Since the lateral tube 6 is restrained from rotation, the “bent” drilling face causes the lateral tube 6 to drill in a radius, ideally of approximately 10 ft (3.0 metres), when the lateral tube 6 has drilled 15.7 ft (4.8 metres) (i.e. has described a quarter circumference of a circle) have the end of the lateral tube 6 is oriented 90 degrees to the main bore. At this point the undulations end, and the lateral tube 6 is now free to rotate (in reaction to the rotating drill bit, and in some embodiments described below in reaction to the turbine or similar). As it is free to rotate the bent drilling face counter rotates relative to the drill itself, resulting in a straight hole being drilled; that is, though the drilling face is inclined, since the drilling face now rotates in the bore, the bore it drills is wider than its width but progresses to produce a substantially straight bore 38.
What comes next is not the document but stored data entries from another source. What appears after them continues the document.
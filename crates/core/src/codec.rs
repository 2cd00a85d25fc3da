//! On-disk record formats shared by the overview and reverse-index
//! backends.
//!
//! Both the in-memory and the durable backends speak exactly these byte
//! formats, so a spool written by one is readable by the other.

use newsspool_api::*;
use bytes::Bytes;

/// FNV-1a 64-bit hash.
pub fn fnv1a_64(bytes: &[u8]) -> u64 {
    let mut h: u64 = 0xcbf2_9ce4_8422_2325;
    for &b in bytes {
        h ^= b as u64;
        h = h.wrapping_mul(0x1_0000_0000_01b3);
    }
    h
}

// ---- overview keys ----
//
// Entries live at `group ++ 0x00 ++ u64_be(num)`; the group sentinel at
// `group ++ 0xFF`. The 0xFF sentinel sorts after every entry of its
// group, and the 0x00 separator keeps a group's entries from colliding
// with entries of any prefix extension of the group name.

/// The sentinel key of a group.
pub fn gstat_id(grp: &[u8]) -> Vec<u8> {
    let mut rid = Vec::with_capacity(grp.len() + 1);
    rid.extend_from_slice(grp);
    rid.push(0xff);
    rid
}

/// The entry key of (group, num).
pub fn rec_id(grp: &[u8], num: i64) -> Vec<u8> {
    let mut rid = Vec::with_capacity(grp.len() + 9);
    rid.extend_from_slice(grp);
    rid.push(0x00);
    rid.extend_from_slice(&(num as u64).to_be_bytes());
    rid
}

/// Increment a key as a big-endian integer, producing the exclusive
/// upper bound of an inclusive range end.
pub fn rec_id_incr(rid: &mut [u8]) {
    for b in rid.iter_mut().rev() {
        *b = b.wrapping_add(1);
        if *b != 0 {
            return;
        }
    }
}

/// Recover the article number from an entry key.
pub fn rec_id_to_num(rid: &[u8]) -> i64 {
    if rid.len() < 8 {
        return 0;
    }
    let mut b = [0u8; 8];
    b.copy_from_slice(&rid[rid.len() - 8..]);
    u64::from_be_bytes(b) as i64
}

/// True when two entry keys belong to the same group.
pub fn rec_id_prefix_eq(rid1: &[u8], rid2: &[u8]) -> bool {
    if rid1.len() != rid2.len() {
        return false;
    }
    let Some(l) = rid1.len().checked_sub(8) else {
        return false;
    };
    rid1[..l] == rid2[..l]
}

// ---- overview records ----

fn tsplit(p: &[u8]) -> (&[u8], &[u8]) {
    match p.iter().position(|&b| b == b'\t') {
        Some(i) => (&p[..i], &p[i + 1..]),
        None => (p, &[]),
    }
}

/// Assemble an overview record:
/// `token ++ subject ++ TAB ++ from ++ TAB ++ date ++ TAB ++ msg-id ++
/// TAB ++ refs ++ TAB ++ u64_be(size) ++ u64_be(lines)`.
pub fn join_record(tk: &Token, ove: &OverviewElement) -> Vec<u8> {
    let mut rec = Vec::with_capacity(1 << 10);
    rec.extend_from_slice(tk.as_bytes());
    rec.extend_from_slice(&ove.subject);
    rec.push(b'\t');
    rec.extend_from_slice(&ove.from);
    rec.push(b'\t');
    rec.extend_from_slice(&ove.date);
    rec.push(b'\t');
    rec.extend_from_slice(&ove.msg_id);
    rec.push(b'\t');
    rec.extend_from_slice(&ove.refs);
    rec.push(b'\t');
    rec.extend_from_slice(&(ove.size as u64).to_be_bytes());
    rec.extend_from_slice(&(ove.lines as u64).to_be_bytes());
    rec
}

/// Split an overview record back into token and element.
///
/// The article number is not part of the record; the caller sets it from
/// the entry key. Fails [NsError::RecordShort] on truncation.
pub fn explode_record(rec: &[u8]) -> NsResult<(Token, OverviewElement)> {
    if rec.len() < TOKEN_LEN {
        return Err(NsError::RecordShort);
    }
    let tk = Token::from_bytes(&rec[..TOKEN_LEN])?;
    let rec = &rec[TOKEN_LEN..];
    let (subject, rec) = tsplit(rec);
    let (from, rec) = tsplit(rec);
    let (date, rec) = tsplit(rec);
    let (msg_id, rec) = tsplit(rec);
    let (refs, rec) = tsplit(rec);
    if rec.len() < 16 {
        return Err(NsError::RecordShort);
    }
    let size = u64::from_be_bytes(rec[..8].try_into().unwrap()) as i64;
    let lines = u64::from_be_bytes(rec[8..16].try_into().unwrap()) as i64;
    Ok((
        tk,
        OverviewElement {
            num: 0,
            subject: Bytes::copy_from_slice(subject),
            from: Bytes::copy_from_slice(from),
            date: Bytes::copy_from_slice(date),
            msg_id: Bytes::copy_from_slice(msg_id),
            refs: Bytes::copy_from_slice(refs),
            size,
            lines,
        },
    ))
}

/// Assemble a group sentinel record: three u64_be.
pub fn join_gstat(gs: GroupStat) -> [u8; 24] {
    let mut rec = [0u8; 24];
    rec[..8].copy_from_slice(&(gs.count as u64).to_be_bytes());
    rec[8..16].copy_from_slice(&(gs.low as u64).to_be_bytes());
    rec[16..].copy_from_slice(&(gs.high as u64).to_be_bytes());
    rec
}

/// Split a group sentinel record.
pub fn explode_gstat(rec: &[u8]) -> NsResult<GroupStat> {
    if rec.len() < 24 {
        return Err(NsError::RecordShort);
    }
    Ok(GroupStat {
        count: u64::from_be_bytes(rec[..8].try_into().unwrap()) as i64,
        low: u64::from_be_bytes(rec[8..16].try_into().unwrap()) as i64,
        high: u64::from_be_bytes(rec[16..24].try_into().unwrap()) as i64,
    })
}

// ---- reverse-index expiry keys ----

/// Width of the textual time prefix of an expiry key.
pub const EXPIRY_TIME_LEN: usize = 20;

/// Full width of an expiry key.
pub const EXPIRY_KEY_LEN: usize = EXPIRY_TIME_LEN + 8;

/// The expiry-queue key of (expiry-time, msgid): zero-padded decimal
/// nanoseconds, then the FNV-1a hash of the msgid.
///
/// The fixed-width decimal prefix makes ascending lexicographic order
/// equal chronological order; the hash suffix disambiguates simultaneous
/// expirations.
pub fn expiry_key(expires: Timestamp, msgid: &[u8]) -> Vec<u8> {
    let mut key = Vec::with_capacity(EXPIRY_KEY_LEN);
    key.extend_from_slice(
        format!("{:020}", expires.as_nanos().max(0)).as_bytes(),
    );
    key.extend_from_slice(&fnv1a_64(msgid).to_be_bytes());
    key
}

/// The exclusive upper bound of an expiry scan at `now`.
pub fn expiry_scan_end(now: Timestamp) -> Vec<u8> {
    let mut key = Vec::with_capacity(EXPIRY_KEY_LEN);
    key.extend_from_slice(format!("{:020}", now.as_nanos().max(0)).as_bytes());
    key.extend_from_slice(&[0xff; 8]);
    key
}

// ---- reverse-index record blobs ----

/// Append one `"<group> <num>\n"` line to a reverse-index record blob.
pub fn mdb_push_line(buf: &mut Vec<u8>, rie: &RiElement) {
    buf.extend_from_slice(&rie.group);
    buf.push(b' ');
    buf.extend_from_slice(rie.num.to_string().as_bytes());
    buf.push(b'\n');
}

/// Iterator over the (group, num) lines of a reverse-index record blob.
///
/// Malformed lines are skipped; a blank line ends the blob.
pub struct MdbLines<'a> {
    rest: &'a [u8],
}

/// Parse a reverse-index record blob.
pub fn mdb_lines(blob: &[u8]) -> MdbLines<'_> {
    MdbLines { rest: blob }
}

impl Iterator for MdbLines<'_> {
    type Item = RiElement;

    fn next(&mut self) -> Option<RiElement> {
        loop {
            if self.rest.is_empty() {
                return None;
            }
            let (line, rest) =
                match self.rest.iter().position(|&b| b == b'\n') {
                    Some(i) => (&self.rest[..i], &self.rest[i + 1..]),
                    None => (self.rest, &[][..]),
                };
            self.rest = rest;
            let mut fields =
                line.split(|&b| b == b' ' || b == b'\t').filter(|f| !f.is_empty());
            let Some(group) = fields.next() else {
                // blank line ends the blob
                self.rest = &[];
                return None;
            };
            let Some(num) = fields.next() else { continue };
            if fields.next().is_some() {
                continue;
            }
            let Ok(num) = std::str::from_utf8(num)
                .map_err(|_| ())
                .and_then(|s| s.parse::<i64>().map_err(|_| ()))
            else {
                continue;
            };
            return Some(RiElement {
                group: Bytes::copy_from_slice(group).into(),
                num,
            });
        }
    }
}

#[cfg(test)]
mod test {
    use super::*;

    #[test]
    fn fnv_fixtures() {
        // standard FNV-1a 64 test vectors
        assert_eq!(0xcbf2_9ce4_8422_2325, fnv1a_64(b""));
        assert_eq!(0xaf63_dc4c_8601_ec8c, fnv1a_64(b"a"));
        assert_eq!(0x8594_4171_f739_67e8, fnv1a_64(b"foobar"));
    }

    #[test]
    fn sentinel_sorts_after_every_entry() {
        let grp = b"comp.test";
        let sentinel = gstat_id(grp);
        assert!(rec_id(grp, 0) < sentinel);
        assert!(rec_id(grp, i64::MAX) < sentinel);
        assert!(rec_id(grp, -1) < sentinel);
    }

    #[test]
    fn prefix_groups_do_not_collide() {
        // an entry of "comp.test" never sorts into the entry range of
        // "comp.tes", even at the widest possible scan
        let start = rec_id(b"comp.tes", 0);
        let mut end = rec_id(b"comp.tes", u64::MAX as i64);
        rec_id_incr(&mut end);
        let other = rec_id(b"comp.test", 1);
        assert!(other > end || other < start);
        assert!(!rec_id_prefix_eq(&start, &other));
    }

    #[test]
    fn rec_id_round_trip() {
        let rid = rec_id(b"alt.bin", 42);
        assert_eq!(42, rec_id_to_num(&rid));
        assert!(rec_id_prefix_eq(&rid, &rec_id(b"alt.bin", 7)));
    }

    #[test]
    fn rec_id_incr_carries() {
        let mut rid = vec![0x00, 0xff, 0xff];
        rec_id_incr(&mut rid);
        assert_eq!(vec![0x01, 0x00, 0x00], rid);
    }

    fn sample_ove() -> OverviewElement {
        OverviewElement {
            num: 0,
            subject: Bytes::from_static(b"hi"),
            from: Bytes::from_static(b"a@example.com"),
            date: Bytes::from_static(b"Mon, 1 Jan 2024 00:00:00 GMT"),
            msg_id: Bytes::from_static(b"<a@x>"),
            refs: Bytes::from_static(b"<z@x>"),
            size: 1234,
            lines: 9,
        }
    }

    #[test]
    fn record_round_trip() {
        let mut tk = Token::zeroed();
        tk.set_class(3);
        tk.payload_mut()[0] = 0x7f;
        let ove = sample_ove();
        let rec = join_record(&tk, &ove);
        let (tk2, ove2) = explode_record(&rec).unwrap();
        assert_eq!(tk, tk2);
        assert_eq!(ove, ove2);
    }

    #[test]
    fn short_record_is_flagged() {
        assert!(matches!(
            explode_record(&[0u8; 10]),
            Err(NsError::RecordShort)
        ));
        // a full token but a truncated integer tail
        let mut rec = vec![0u8; TOKEN_LEN];
        rec.extend_from_slice(b"s\tf\td\tm\tr\t");
        rec.extend_from_slice(&[0u8; 8]);
        assert!(matches!(explode_record(&rec), Err(NsError::RecordShort)));
    }

    #[test]
    fn gstat_round_trip() {
        let gs = GroupStat {
            count: 7,
            low: 1,
            high: 7,
        };
        assert_eq!(gs, explode_gstat(&join_gstat(gs)).unwrap());
        assert!(matches!(explode_gstat(&[0; 23]), Err(NsError::RecordShort)));
    }

    #[test]
    fn expiry_keys_sort_chronologically() {
        let t1 = Timestamp::from_unix_secs(100);
        let t2 = Timestamp::from_unix_secs(100)
            + std::time::Duration::from_nanos(1);
        let t3 = Timestamp::from_unix_secs(101);
        let k1 = expiry_key(t1, b"<a@x>");
        let k2 = expiry_key(t2, b"<a@x>");
        let k3 = expiry_key(t3, b"<a@x>");
        assert!(k1 < k2);
        assert!(k2 < k3);
        // the scan end at t covers every key at or before t
        assert!(k1 < expiry_scan_end(t1));
        assert!(expiry_scan_end(t1) < k2);
    }

    #[test]
    fn simultaneous_expiry_keys_differ() {
        let t = Timestamp::from_unix_secs(100);
        assert_ne!(expiry_key(t, b"<a@x>"), expiry_key(t, b"<b@x>"));
    }

    #[test]
    fn mdb_blob_round_trip() {
        let mut buf = Vec::new();
        mdb_push_line(
            &mut buf,
            &RiElement {
                group: "comp.test".into(),
                num: 2,
            },
        );
        mdb_push_line(
            &mut buf,
            &RiElement {
                group: "alt.bin".into(),
                num: 1,
            },
        );
        let got: Vec<RiElement> = mdb_lines(&buf).collect();
        assert_eq!(2, got.len());
        assert_eq!(GroupName::from("comp.test"), got[0].group);
        assert_eq!(2, got[0].num);
        assert_eq!(GroupName::from("alt.bin"), got[1].group);
        assert_eq!(1, got[1].num);
    }

    #[test]
    fn mdb_malformed_lines_skip_and_blank_line_ends() {
        let blob = b"comp.test 2\njunk\nbad num\n\nalt.bin 1\n";
        let got: Vec<RiElement> = mdb_lines(blob).collect();
        // "junk" has one field, "bad num" fails the number parse, the
        // blank line ends the blob before alt.bin
        assert_eq!(1, got.len());
        assert_eq!(2, got[0].num);
    }
}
Referring back to FIG. 5 (in particular, the lower side showing the lateral tube at a later point of deployment), the tubular member 11 continues the extend out from the main bore until a small step 18 at the end of the tube (visible more clearly in FIGS. 8 and 9) reaches a shoulder 19 in the window bore 35 which constrains further outward movement. The step 18 may be (as shown here) in the form of a collet formed with somewhat resilient fingers that can snap into place, though a simple profile in the outer diameter could also be employed. A spring loaded pin 20 (rotation preventing pin 27 may be utilised for this purpose) prevents the tubular member 11 from coming back into the bore.

Depending on the type of material that makes up the formation (in particular, its structural integrity), the lateral tube (or at least a proportion of it) may not be required after the lateral bore has been formed. The tubular member 11 could be made from titanium, so that after the lateral bore has been fully drilled, hydrofluoric acid can be pumping into the tube to dissolve the tubular member. Alternatively, referring to FIGS. 8 and 9, the tubular member 11 could be made from stainless steel, and small titanium discs could be fitted into the stainless steel tube, so the lateral hole drilled could be supported open by the stainless steel tube, but the small discs 30 could be dissolved and provide passages for the wellbore fluid to enter the inside of the tube. The small discs could be different sizes 31, 32, 33, 34 getting larger the further from the main bore, so that the resultant inlet holes provide less resistance to inflow the deeper the tube 11 is in the lateral bore, to encourage a uniform draw down along the lateral bore length. Other soluble or frangible materials may be used.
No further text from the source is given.